I put it on my desk and open my laptop as I sit down in the chair. I check my secret email, to see if the email that I scheduled to be sent on the day itself is still there and it is.

It's going to be sent when Xia receives the envelopes, which, they have three or four weeks to settle their crap together.

They probably won't, considering they're too obsessed with the lies they're telling to everyone on Twitter than the truth itself. I shut my laptop down and sit on my bed, I pull the earphones out of my phone as the song continues. It's still the same song.

The pre-chorus is coming so I sing along to it. "We're dancin' on the edge of anxiety's ledge and I might fall again, I might fall. We're walkin' on a rope of worry and I hope that I don't fall again, I don't fall, oh."

I grab the bottle of temazepam and open it as I debate if I should do it or not. "Take me somewhere I can be, I can be myself. Oh, take me somewhere I am free, free to be myself and nothin' else." I drank one first, and look at the wall. I'm slowly starting to feel sleepy, as I grab a ton of them and drink it. I lay down on my bed, preparing for what's happening.

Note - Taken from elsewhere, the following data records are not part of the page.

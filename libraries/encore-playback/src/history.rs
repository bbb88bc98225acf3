//! Listening history and favorites
//!
//! Bounded list of recently played shows plus partial/completed/favorite
//! sets, persisted through a [`KeyValueStore`] as one JSON blob per key.

use encore_core::{HistorySink, KeyValueStore, ShowId};
use serde::de::DeserializeOwned;
use serde::Serialize;
use std::collections::{BTreeSet, VecDeque};
use tracing::warn;

const RECENT_KEY: &str = "history.recent";
const PARTIAL_KEY: &str = "history.partial";
const COMPLETED_KEY: &str = "history.completed";
const FAVORITES_KEY: &str = "history.favorites";

/// History with bounded recent list
///
/// Most recent show first. Adding a show already in the list moves it to
/// the front; when full, the oldest entry is discarded.
pub struct HistoryBook<S: KeyValueStore> {
    store: S,
    recent: VecDeque<ShowId>,
    partial: BTreeSet<ShowId>,
    completed: BTreeSet<ShowId>,
    favorites: BTreeSet<ShowId>,
    max_size: usize,
}

impl<S: KeyValueStore> HistoryBook<S> {
    /// Load whatever the store holds; unreadable blobs start empty
    pub fn load(store: S, max_size: usize) -> Self {
        let mut recent: VecDeque<ShowId> = read_blob(&store, RECENT_KEY);
        recent.truncate(max_size);
        Self {
            partial: read_blob(&store, PARTIAL_KEY),
            completed: read_blob(&store, COMPLETED_KEY),
            favorites: read_blob(&store, FAVORITES_KEY),
            recent,
            store,
            max_size,
        }
    }

    /// Most recent first
    pub fn recent(&self) -> Vec<&ShowId> {
        self.recent.iter().collect()
    }

    pub fn is_partial(&self, show: &ShowId) -> bool {
        self.partial.contains(show)
    }

    pub fn is_completed(&self, show: &ShowId) -> bool {
        self.completed.contains(show)
    }

    pub fn favorites(&self) -> Vec<&ShowId> {
        self.favorites.iter().collect()
    }

    pub fn max_size(&self) -> usize {
        self.max_size
    }

    /// Clear the recent list (partial/completed/favorites are kept)
    pub fn clear_recent(&mut self) {
        self.recent.clear();
        write_blob(&mut self.store, RECENT_KEY, &self.recent);
    }

    pub fn store(&self) -> &S {
        &self.store
    }

    pub fn into_store(self) -> S {
        self.store
    }
}

impl<S: KeyValueStore> HistorySink for HistoryBook<S> {
    fn add_to_history(&mut self, show: &ShowId) {
        self.recent.retain(|s| s != show);
        self.recent.push_front(show.clone());
        self.recent.truncate(self.max_size);
        write_blob(&mut self.store, RECENT_KEY, &self.recent);
    }

    fn mark_partial(&mut self, show: &ShowId) {
        if self.completed.contains(show) || !self.partial.insert(show.clone()) {
            return;
        }
        write_blob(&mut self.store, PARTIAL_KEY, &self.partial);
    }

    fn mark_completed(&mut self, show: &ShowId) {
        if self.partial.remove(show) {
            write_blob(&mut self.store, PARTIAL_KEY, &self.partial);
        }
        if self.completed.insert(show.clone()) {
            write_blob(&mut self.store, COMPLETED_KEY, &self.completed);
        }
    }

    fn toggle_favorite(&mut self, show: &ShowId) -> bool {
        let now_favorite = if self.favorites.remove(show) {
            false
        } else {
            self.favorites.insert(show.clone());
            true
        };
        write_blob(&mut self.store, FAVORITES_KEY, &self.favorites);
        now_favorite
    }

    fn is_favorite(&self, show: &ShowId) -> bool {
        self.favorites.contains(show)
    }
}

fn read_blob<T: DeserializeOwned + Default>(store: &impl KeyValueStore, key: &str) -> T {
    let Some(raw) = store.get(key) else {
        return T::default();
    };
    serde_json::from_str(&raw).unwrap_or_else(|e| {
        warn!(key, error = %e, "Discarding unreadable history blob");
        T::default()
    })
}

fn write_blob<T: Serialize>(store: &mut impl KeyValueStore, key: &str, value: &T) {
    match serde_json::to_string(value) {
        Ok(json) => store.set(key, json),
        Err(e) => warn!(key, error = %e, "Failed to encode history blob"),
    }
}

"In friendships, there's always enough sunshine for everybody. But they had too much sunshine, so I give them what they really deserve to have...." I said as the music continues, I slowly close my eyes waiting for it to happen.

"We're dancin' on the edge of anxiety's ledge and I might fall again, I might fall..." I heard footsteps from the stairs, they're too late. Someone unlocks my door.

"Katie?! Oh Jesus! Jay? Jay! Call 911!!" Mom quickly gets a hold of me, puts me on her lap as she hugs me and grabs my hand, "My dear K-Katie, please open your eyes for me. P-Please." She's crying. I open my eyes, I see my mom. Her make-up is a mess, but she didn't care.

"I-I'm sorry, mommy. I-I love y-you..." I said, then everything went black.